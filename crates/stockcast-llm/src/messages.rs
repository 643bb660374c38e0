//! Message types for LLM communication

use serde::{Deserialize, Serialize};

/// Message role in a conversation
#[derive(Debug, Clone, Copy, PartialEq, Eq, Serialize, Deserialize)]
#[serde(rename_all = "lowercase")]
pub enum Role {
    /// User message
    User,
    /// Assistant message
    Assistant,
    /// System message (handled separately in some providers)
    System,
}

/// A text message in the conversation
#[derive(Debug, Clone, PartialEq, Eq, Serialize, Deserialize)]
pub struct Message {
    /// Message role
    pub role: Role,

    /// Message text
    pub content: String,
}

impl Message {
    /// Create a user message with text
    pub fn user(text: impl Into<String>) -> Self {
        Self {
            role: Role::User,
            content: text.into(),
        }
    }

    /// Create an assistant message with text
    pub fn assistant(text: impl Into<String>) -> Self {
        Self {
            role: Role::Assistant,
            content: text.into(),
        }
    }

    /// Create a system message with text
    pub fn system(text: impl Into<String>) -> Self {
        Self {
            role: Role::System,
            content: text.into(),
        }
    }

    /// Message text
    pub fn text(&self) -> &str {
        &self.content
    }
}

• • • • •

WHAT THE TASK ASKS:
Quote verbatim the opening lines of the listing above, ending with the line where "in the conversation" appears; include both endpoints and nothing more.

SOLUTION FOR THIS PROBLEM:
filename crates/stockcast-llm/src/messages.rs
repository 643bb660374c38e0
//! Message types for LLM communication

use serde::{Deserialize, Serialize};

/// Message role in a conversation
#[derive(Debug, Clone, Copy, PartialEq, Eq, Serialize, Deserialize)]
#[serde(rename_all = "lowercase")]
pub enum Role {
    /// User message
    User,
    /// Assistant message
    Assistant,
    /// System message (handled separately in some providers)
    System,
}

/// A text message in the conversation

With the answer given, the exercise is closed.